Houses included in the book represent the four distinct styles of houses found in Phrae. Priang categorized them simply into traditional vernacular style, shop house style, European colonial style (such as those built for the rulers of Phrae), and the mixed style, which is common to the houses of the rich people. (For more detailed information about the development and history of the old houses of Phrae, we strongly recommend reading the book.)
As a representative of the Luk Lan Muang Phrae Network describes it, “the book attempts to portray the Phrae people’s way of life from the past to the present using architecture as a medium. Furthermore, common villagers an opportunity to express their opinions, which are then made into written records.”
As managers of the project, both Noi and Priang agree that doing the undertaking has been a very rewarding experience. And perhaps the most rewarding aspect came not only from the successful cataloguing of the houses or raising the locals’ awareness about cultural heritage preservation, as Noi points out: “We were becoming one with local people; we are becoming part of their stories.” The team discovered many untold stories, and not only about the houses, but also about the people. These are all reflected in the book.
Today, Noi and Priang delight in retelling those stories For example, there was this story of the three sisters, whose amazing house was visited by the U.S. ambassador. Even in old age, the three have decided to live together and keep their house intact. The beautiful house — a large, strongly built house at the back of the Chai Mongkhun Temple built right after World War II. Despite their poverty, their father built this house for them that it became priceless. Priceless, in fact, that before their mother died, she told them not sell the house. Today, the house is the only traditional house in Chai Mongkhun that is in still in good condition.
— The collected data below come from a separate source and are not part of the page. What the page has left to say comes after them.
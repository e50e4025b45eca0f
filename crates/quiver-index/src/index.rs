use quiver_core::{QuiverError, QuiverResult, Record};
use std::collections::HashMap;

/// Ordered in-memory collection of indexed records.
///
/// Order is insertion order, except that upserting an existing id removes
/// the old entry and appends the new one, so updated records migrate to the
/// tail. Order only matters as the tie-break between equal scores.
///
/// Vector shape is never validated on upsert: the dimensionality is whatever
/// the embedding provider returned.
#[derive(Debug, Clone, Default)]
pub struct VectorIndex {
    records: Vec<Record>,
}

impl VectorIndex {
    /// An empty index.
    pub fn new() -> Self {
        Self::default()
    }

    /// Number of indexed records.
    pub fn len(&self) -> usize {
        self.records.len()
    }

    /// Whether the index holds no record.
    pub fn is_empty(&self) -> bool {
        self.records.is_empty()
    }

    /// Records in index order.
    pub fn records(&self) -> &[Record] {
        &self.records
    }

    /// Looks up a record by id.
    pub fn get(&self, id: &str) -> Option<&Record> {
        self.records.iter().find(|r| r.id == id)
    }

    /// Inserts or replaces records by id.
    ///
    /// Existing records sharing an incoming id are dropped, then the incoming
    /// records are appended in input order. When the batch itself repeats an
    /// id, the last occurrence wins.
    pub fn upsert(&mut self, incoming: Vec<Record>) {
        let last_pos: HashMap<&str, usize> = incoming
            .iter()
            .enumerate()
            .map(|(i, r)| (r.id.as_str(), i))
            .collect();

        self.records.retain(|r| !last_pos.contains_key(r.id.as_str()));

        let keep: Vec<bool> = incoming
            .iter()
            .enumerate()
            .map(|(i, r)| last_pos.get(r.id.as_str()) == Some(&i))
            .collect();

        self.records.extend(
            incoming
                .into_iter()
                .zip(keep)
                .filter_map(|(r, keep)| keep.then_some(r)),
        );
    }

    /// Clears the index, then upserts `records`.
    pub fn replace_all(&mut self, records: Vec<Record>) {
        self.records.clear();
        self.upsert(records);
    }

    /// Removes the record with `id`. Returns whether one was present.
    pub fn remove(&mut self, id: &str) -> bool {
        let before = self.records.len();
        self.records.retain(|r| r.id != id);
        self.records.len() < before
    }

    /// Drops every record.
    pub fn clear(&mut self) {
        self.records.clear();
    }

    /// Copy of the full ordered record sequence.
    pub fn export_snapshot(&self) -> Vec<Record> {
        self.records.clone()
    }

    /// Replaces the whole index with `records`, verbatim.
    ///
    /// In strict mode every record must carry a non-empty finite vector;
    /// otherwise the import fails before anything is touched.
    pub fn import_snapshot(&mut self, records: Vec<Record>, strict: bool) -> QuiverResult<()> {
        if strict {
            validate_vectors(&records)?;
        }
        self.records = records;
        Ok(())
    }
}

/// Fails on the first record without a usable vector.
pub fn validate_vectors(records: &[Record]) -> QuiverResult<()> {
    match records.iter().find(|r| !r.has_valid_vector()) {
        Some(bad) => Err(QuiverError::InvalidInput(format!(
            "Item with id {} is missing a valid vector",
            bad.id
        ))),
        None => Ok(()),
    }
}
//! Core types and error definitions for the quiver semantic search engine.
//!
//! This crate provides the foundational types shared across all quiver crates,
//! including error handling, the record data model, and engine configuration.
//!
//! # Main types
//!
//! - [`QuiverError`]: Unified error enum for indexing, search, and persistence.
//! - [`QuiverResult`]: Convenience alias for `Result<T, QuiverError>`.
//! - [`SearchItem`]: Raw `(id, text, meta)` input handed to the indexer.
//! - [`Record`]: An indexed item carrying its embedding vector.
//! - [`SearchResult`]: A record scored against one query.
//! - [`SoftmaxSearchResult`]: A scored result with probability and confidence.
//! - [`EngineConfig`] / [`ProviderConfig`]: serde-backed configuration.

/// Engine and embedding provider configuration.
pub mod config;

pub use config::{EngineConfig, ProviderConfig};

use serde::{Deserialize, Serialize};
use std::collections::HashMap;
use std::fmt;
use std::str::FromStr;

// --- Error types ---

/// Top-level error type for the quiver engine.
#[derive(Debug, thiserror::Error)]
pub enum QuiverError {
    /// An index or search call was made before an embedding provider was installed.
    #[error("Embedding provider not initialized")]
    NotInitialized,

    /// The referenced record id is not present in the index.
    #[error("Item with id {0} not found")]
    NotFound(String),

    /// Malformed input: a snapshot entry without a vector, or an invalid option.
    #[error("Invalid input: {0}")]
    InvalidInput(String),

    /// The embedding provider failed (network, non-2xx status, or malformed response).
    #[error("Provider error: {0}")]
    Provider(String),

    /// An error in configuration parsing or validation.
    #[error("Config error: {0}")]
    Config(String),

    /// A JSON serialization or deserialization error.
    #[error("JSON error: {0}")]
    Json(#[from] serde_json::Error),

    /// A standard I/O error.
    #[error("IO error: {0}")]
    Io(#[from] std::io::Error),
}

/// A convenience `Result` alias using [`QuiverError`].
pub type QuiverResult<T> = Result<T, QuiverError>;

// --- Record types ---

/// Free-form metadata attached to an item.
pub type Meta = HashMap<String, serde_json::Value>;

/// An item to be embedded and indexed.
#[derive(Debug, Clone, PartialEq, Serialize, Deserialize)]
pub struct SearchItem {
    /// Stable external key.
    pub id: String,
    /// Text handed to the embedding provider.
    pub text: String,
    /// Optional caller metadata, returned untouched with every result.
    #[serde(default, skip_serializing_if = "Option::is_none")]
    pub meta: Option<Meta>,
}

impl SearchItem {
    /// Creates an item without metadata.
    pub fn new(id: impl Into<String>, text: impl Into<String>) -> Self {
        Self {
            id: id.into(),
            text: text.into(),
            meta: None,
        }
    }

    /// Attaches metadata. Chainable builder method.
    pub fn with_meta(mut self, meta: Meta) -> Self {
        self.meta = Some(meta);
        self
    }
}

/// A single indexed unit: the item plus its embedding vector.
///
/// This is also the on-disk snapshot shape: `{id, text, vector, meta?}`.
#[derive(Debug, Clone, PartialEq, Serialize, Deserialize)]
pub struct Record {
    /// Stable external key, unique within an index.
    pub id: String,
    /// The indexed text.
    pub text: String,
    /// Embedding vector; its dimensionality is whatever the provider returned.
    ///
    /// A missing, `null`, or non-numeric `vector` deserializes as empty, so a
    /// lenient load keeps the entry and a strict one can name it.
    #[serde(default, deserialize_with = "lenient_vector")]
    pub vector: Vec<f32>,
    /// Optional caller metadata.
    #[serde(default, skip_serializing_if = "Option::is_none")]
    pub meta: Option<Meta>,
}

impl Record {
    /// Builds a record from an item and the vector computed for its text.
    pub fn from_item(item: SearchItem, vector: Vec<f32>) -> Self {
        Self {
            id: item.id,
            text: item.text,
            vector,
            meta: item.meta,
        }
    }

    /// Whether the record carries a usable (non-empty, finite) vector.
    pub fn has_valid_vector(&self) -> bool {
        !self.vector.is_empty() && self.vector.iter().all(|v| v.is_finite())
    }
}

fn lenient_vector<'de, D>(deserializer: D) -> Result<Vec<f32>, D::Error>
where
    D: serde::Deserializer<'de>,
{
    let value = serde_json::Value::deserialize(deserializer)?;
    let serde_json::Value::Array(items) = value else {
        return Ok(Vec::new());
    };
    Ok(items
        .iter()
        .map(|v| v.as_f64().map(|x| x as f32))
        .collect::<Option<Vec<f32>>>()
        .unwrap_or_default())
}

/// A record scored against a query. The score is raw cosine similarity.
#[derive(Debug, Clone, PartialEq, Serialize, Deserialize)]
pub struct SearchResult {
    /// Id of the matched record.
    pub id: String,
    /// Text of the matched record.
    pub text: String,
    /// Cosine similarity to the query, in `[-1, 1]`.
    pub score: f32,
    /// Metadata of the matched record.
    #[serde(default, skip_serializing_if = "Option::is_none")]
    pub meta: Option<Meta>,
}

impl SearchResult {
    /// Scores a record. Copies everything except the vector.
    pub fn from_record(record: &Record, score: f32) -> Self {
        Self {
            id: record.id.clone(),
            text: record.text.clone(),
            score,
            meta: record.meta.clone(),
        }
    }
}

/// A scored result extended with its softmax probability and the
/// distribution-wide confidence.
#[derive(Debug, Clone, PartialEq, Serialize, Deserialize)]
pub struct SoftmaxSearchResult {
    /// The underlying cosine result.
    #[serde(flatten)]
    pub result: SearchResult,
    /// Softmax-normalized score over every candidate in the index.
    pub probability: f32,
    /// `1 - H / ln(n)`; identical for every result of one call.
    pub confidence: f32,
}

/// Output of the unified search entry point.
#[derive(Debug, Clone, PartialEq, Serialize)]
#[serde(untagged)]
pub enum RankedResults {
    /// Cosine or MMR results.
    Scored(Vec<SearchResult>),
    /// Softmax results.
    Probabilistic(Vec<SoftmaxSearchResult>),
}

impl RankedResults {
    /// Number of results.
    pub fn len(&self) -> usize {
        match self {
            Self::Scored(r) => r.len(),
            Self::Probabilistic(r) => r.len(),
        }
    }

    /// Whether no result was returned.
    pub fn is_empty(&self) -> bool {
        self.len() == 0
    }

    /// Result ids in rank order.
    pub fn ids(&self) -> Vec<&str> {
        match self {
            Self::Scored(r) => r.iter().map(|x| x.id.as_str()).collect(),
            Self::Probabilistic(r) => r.iter().map(|x| x.result.id.as_str()).collect(),
        }
    }

    /// Drops probability information, keeping the plain cosine view.
    pub fn into_scored(self) -> Vec<SearchResult> {
        match self {
            Self::Scored(r) => r,
            Self::Probabilistic(r) => r.into_iter().map(|x| x.result).collect(),
        }
    }
}

// --- Strategy selection ---

/// Ranking strategy for the unified search entry point.
#[derive(Debug, Clone, Copy, Default, PartialEq, Eq, Serialize, Deserialize)]
#[serde(rename_all = "lowercase")]
pub enum SearchStrategy {
    /// Plain cosine top-k.
    #[default]
    Cosine,
    /// Temperature softmax with entropy-derived confidence.
    Softmax,
    /// Maximal Marginal Relevance diversity selection.
    Mmr,
}

impl fmt::Display for SearchStrategy {
    fn fmt(&self, f: &mut fmt::Formatter<'_>) -> fmt::Result {
        let name = match self {
            Self::Cosine => "cosine",
            Self::Softmax => "softmax",
            Self::Mmr => "mmr",
        };
        f.write_str(name)
    }
}

impl FromStr for SearchStrategy {
    type Err = QuiverError;

    fn from_str(s: &str) -> Result<Self, Self::Err> {
        match s.to_ascii_lowercase().as_str() {
            "cosine" => Ok(Self::Cosine),
            "softmax" => Ok(Self::Softmax),
            "mmr" => Ok(Self::Mmr),
            other => Err(QuiverError::InvalidInput(format!(
                "unknown search strategy '{other}' (expected cosine, softmax or mmr)"
            ))),
        }
    }
}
As an added trivia, Noi described an added incident when she noticed a deer horn hanging where one might put his or het hat upon entering the particular house. Noi complimented the deer horn as a nice piece for hats, and the younger sister replies: “This deer horn is not just for hats; it’s a source of medicine for our family too; our hospital as well.” Many stories such as these made the SEAMEO SPAFA team’s visit to the houses more interesting.
To summarize, the SEAMEO SPAFA project did not only raised the awareness of the Phrae people about their architectural and cultural heritage but also changed lives. The project was able to bridge generational gaps (many younger generation that previously don’t know or not interested in the history of Phrae, such as Charnchai Tuamkaew, manager of the Ban Vongburi, said he now feels more attached not only to the province and the old houses but also to Phrae folks). It has fostered closer kinship within the locality as more and more people became actively involved with the project.
And how about the SEAMEO SPAFA participants feel? “We were immersed in the living heritage of Phrae that will stay with us for the rest of our lives,” says Noi. “When the project was finished, I was really sorry to leave.” Priang credits community participation for their success. “If we didn’t have the strong involvement of the local people, or if the local government didn’t assist us, we couldn’t have completed the project. Doing the project was its own reward. Noi and I were very happy that we became part of it, and we would be more than glad to do something similar to this in another Thai province or elsewhere in the region soon.”
In fact, the group is already going to Vientiane, Laos — for a similar undertaking – soon!